Credit card data is useful for predictive analytics to determine potential future purchases so that promotions and other marketing efforts for credit card users are more effective. Additionally, credit card data can be used to help track fraud due to purchase history outlining consumer tastes and behaviors, allowing banks to detect fraudulent purchases or false positives within fraudulent activity.
So how does synthetic data tie in to this? Artificially generated data can be used to speed up the training of the machine learning and algorithm testing of credit card fraud detection software and predictive analytics, not to mention giving the applications a larger pool of data to test with to ensure as little error as possible. Demographics and private financial information of consumers are also safe when using synthetic data while the software runs just the same as if their data was being used, making it a win-win for all parties involved!
Recently, TAGCyber conducted a research survey to analyze how effective synthetic data is viewed in regard to cyber security product testing. Shown below is a description of the research survey and an outline of the scoring participants would use during the study.

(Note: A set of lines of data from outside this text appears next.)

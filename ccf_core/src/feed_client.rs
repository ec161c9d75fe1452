//! This client fetches the raw feed document.

use log::{debug, info};

use crate::Result;

/// Get the feed document at `url` as text.
///
/// Anything but a success status is an error, as is a body that is not valid UTF-8.
/// There is no retry and no timeout beyond what the transport imposes.
pub async fn fetch(url: &str) -> Result<String> {
    debug!("fetching feed from {url}");
    let response = reqwest::get(url).await?.error_for_status()?;
    let bytes = response.bytes().await?;
    info!("received {} bytes from {url}", bytes.len());
    let text = String::from_utf8(bytes.to_vec())?;
    Ok(text)
}
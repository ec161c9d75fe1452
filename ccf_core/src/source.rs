//! The description of a single feed source and the constant metadata stamped on its records.

static CHARLESTON_URL: &str = "https://www.charleston-sc.gov/RSSFeed.aspx?ModID=58&CID=All-calendar.xml";
static CHARLESTON_NAMESPACE: &str = "https://www.charleston-sc.gov/Calendar.aspx";

/// Where the export lands unless told otherwise.
pub static DEFAULT_OUTPUT_PATH: &str = "charleston/events.csv";

/// Everything that is fixed for one jurisdiction's calendar feed.
///
/// The pipeline takes this as a parameter, so another jurisdiction with the same feed layout only
/// needs a different value.
#[derive(Debug, Clone, PartialEq, Eq)]
pub struct FeedSource {
    /// the feed URL
    pub url: String,
    /// namespace URI of the `EventDates`, `EventTimes` and `Location` elements
    pub namespace: String,
    /// prepended to the numeric event id, e.g. `RSS-4821`
    pub id_prefix: String,
    pub group_id: String,
    pub body_name: String,
    pub jurisdiction: String,
    pub basis: String,
    pub notes: String,
}

impl FeedSource {
    /// The City of Charleston calendar.
    pub fn charleston() -> Self {
        Self {
            url: String::from(CHARLESTON_URL),
            namespace: String::from(CHARLESTON_NAMESPACE),
            id_prefix: String::from("RSS"),
            group_id: String::from("RSS"),
            body_name: String::from("City of Charleston Calendar"),
            jurisdiction: String::from("City of Charleston"),
            basis: String::from("City calendar RSS feed"),
            notes: String::from("Generated from Charleston calendar RSS feed"),
        }
    }

    /// The same source, read from another URL.
    pub fn with_url(self, url: impl Into<String>) -> Self {
        Self {
            url: url.into(),
            ..self
        }
    }
}

impl Default for FeedSource {
    fn default() -> Self {
        Self::charleston()
    }
}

A dozen enterprise security practitioners were solicited recently to determine the value on a
scale of 1 through 5 (not valuable to highly valuable) of using synthetic data for cyber security
product testing. The results averaged 3.85 which corresponded to a largely favorable view of
using synthetic data for cyber security product testing.
The values were as follows: Synthetic data need not be used (score = 1), synthetic data should
be used, but not required (score = 2), synthetic data is appropriate and should be used (score =
3), synthetic data should be encouraged and is valuable (score = 4), and synthetic data is a
valuable and required element of our program (score = 5). Participants were encouraged to
answer in a manner that integrated their personal and organizational views.
According to this research survey, the use of synthetic data is becoming encouraged more and more in our daily lives. There are many reasons why synthetic data is being viewed as highly beneficial in this day and age such as its value when it comes to security breaches or its flexible nature regarding production and life-cycle testing. Listed below are a few quotes that reflect the conclusions drawn about synthetic data from the research survey.
“I’d say there is actually an emerging market need for labeled, domain-specific datasets.
It’s far easier to concoct them algorithmically.”
“I think this is at least a 4. We are a software company, not a service provider so we
don't want to touch or see actual customer data as it would require us to be governed
by privacy laws such as GDPR and CCPA.”
“I think I would score this around 3.75 (4 if you need a round number). You’ll likely have
lots of POC’s, and it is definitely good to not use live data for these if possible.”
Based on the results of this research survey, we see great promise for both synthetic data and the value it brings us when integrated with future technologies.